A robust statistical method for case-control association testing with copy number variation

Abstract
Matt Hurles and colleagues present a general statistical framework for copy number variation (CNV) association tests in a case-control study design. They show that existing strategies for CNV association with binary disease phenotypes are complicated by differential errors and poor clustering quality. Here they report new methods, robust to these factors, which apply likelihood ratio testing to constrained Gaussian mixture models of quantitative CNV signals in cases and controls. Their methods are assay and platform independent, and implemented in freely available CNVtools software. Copy number variation (CNV) is pervasive in the human genome and can play a causal role in genetic diseases.

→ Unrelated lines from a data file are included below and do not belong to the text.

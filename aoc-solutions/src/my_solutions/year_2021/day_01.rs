use crate::utils::input::{non_empty, parse_lines};
use crate::utils::seq::{pairwise, windows};
use anyhow::Context;
use aoc_solver::{AocParser, ParseError, PartSolver, SolveError};
use aoc_solver_macros::AocSolver;

#[derive(AocSolver)]
#[aoc_solver(max_parts = 2)]
pub struct Solver;

impl AocParser for Solver {
    type SharedData<'a> = Vec<u64>;

    fn parse(input: &str) -> Result<Self::SharedData<'_>, ParseError> {
        let depths = parse_lines(input, |line| line.trim().parse().context("bad depth"))?;
        non_empty(depths, "depths")
    }
}

fn increases(values: impl Iterator<Item = u64>) -> usize {
    pairwise(values).filter(|(a, b)| b > a).count()
}

impl PartSolver<1> for Solver {
    fn solve(shared: &mut Self::SharedData<'_>) -> Result<String, SolveError> {
        Ok(increases(shared.iter().copied()).to_string())
    }
}

impl PartSolver<2> for Solver {
    fn solve(shared: &mut Self::SharedData<'_>) -> Result<String, SolveError> {
        let sums = windows(shared.iter().copied(), 3).map(|w| w.iter().sum::<u64>());
        Ok(increases(sums).to_string())
    }
}
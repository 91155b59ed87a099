aoc_solver::script_main!(aoc_solutions::my_solutions::year_2018::day_23::Solver, 1);
//! Grid coordinates and Manhattan distance

pub type Point2 = (i64, i64);
pub type Point3 = (i64, i64, i64);

pub fn manhattan2(a: Point2, b: Point2) -> i64 {
    (a.0 - b.0).abs() + (a.1 - b.1).abs()
}

pub fn manhattan3(a: Point3, b: Point3) -> i64 {
    (a.0 - b.0).abs() + (a.1 - b.1).abs() + (a.2 - b.2).abs()
}

/// Compass heading on a grid where north is `-y`.
#[derive(Debug, Clone, Copy, PartialEq, Eq, Hash)]
pub enum Heading {
    North,
    East,
    South,
    West,
}

impl Heading {
    pub fn turn_left(self) -> Self {
        match self {
            Heading::North => Heading::West,
            Heading::West => Heading::South,
            Heading::South => Heading::East,
            Heading::East => Heading::North,
        }
    }

    pub fn turn_right(self) -> Self {
        match self {
            Heading::North => Heading::East,
            Heading::East => Heading::South,
            Heading::South => Heading::West,
            Heading::West => Heading::North,
        }
    }

    pub fn delta(self) -> Point2 {
        match self {
            Heading::North => (0, -1),
            Heading::East => (1, 0),
            Heading::South => (0, 1),
            Heading::West => (-1, 0),
        }
    }

    /// Heading for one of `^ > v <`.
    pub fn from_arrow(c: char) -> Option<Self> {
        match c {
            '^' => Some(Heading::North),
            '>' => Some(Heading::East),
            'v' => Some(Heading::South),
            '<' => Some(Heading::West),
            _ => None,
        }
    }
}

pub fn step(p: Point2, heading: Heading) -> Point2 {
    let (dx, dy) = heading.delta();
    (p.0 + dx, p.1 + dy)
}
aoc_solver::script_main!(aoc_solutions::my_solutions::year_2018::day_14::Solver, 1);
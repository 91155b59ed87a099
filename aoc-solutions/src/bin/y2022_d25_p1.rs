aoc_solver::script_main!(aoc_solutions::my_solutions::year_2022::day_25::Solver, 1);
pub mod day_01;
pub mod day_02;
pub mod day_11;
pub mod day_19;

The functional impact of CNV cannot be fully captured through linkage disequilibrium with SNPs. These observations motivate the development of statistical methods for performing direct CNV association studies. We show through simulation that current tests for CNV association are prone to false-positive associations in the presence of differential errors between cases and controls, especially if quantitative CNV measurements are noisy. We present a statistical framework for performing case-control CNV association studies that applies likelihood ratio testing of quantitative CNV measurements in cases and controls. We show that our methods are robust to differential errors and noisy data and can achieve maximal theoretical power. We illustrate the power of these methods for testing for association with binary and quantitative traits, and have made this software available as the R package CNVtools.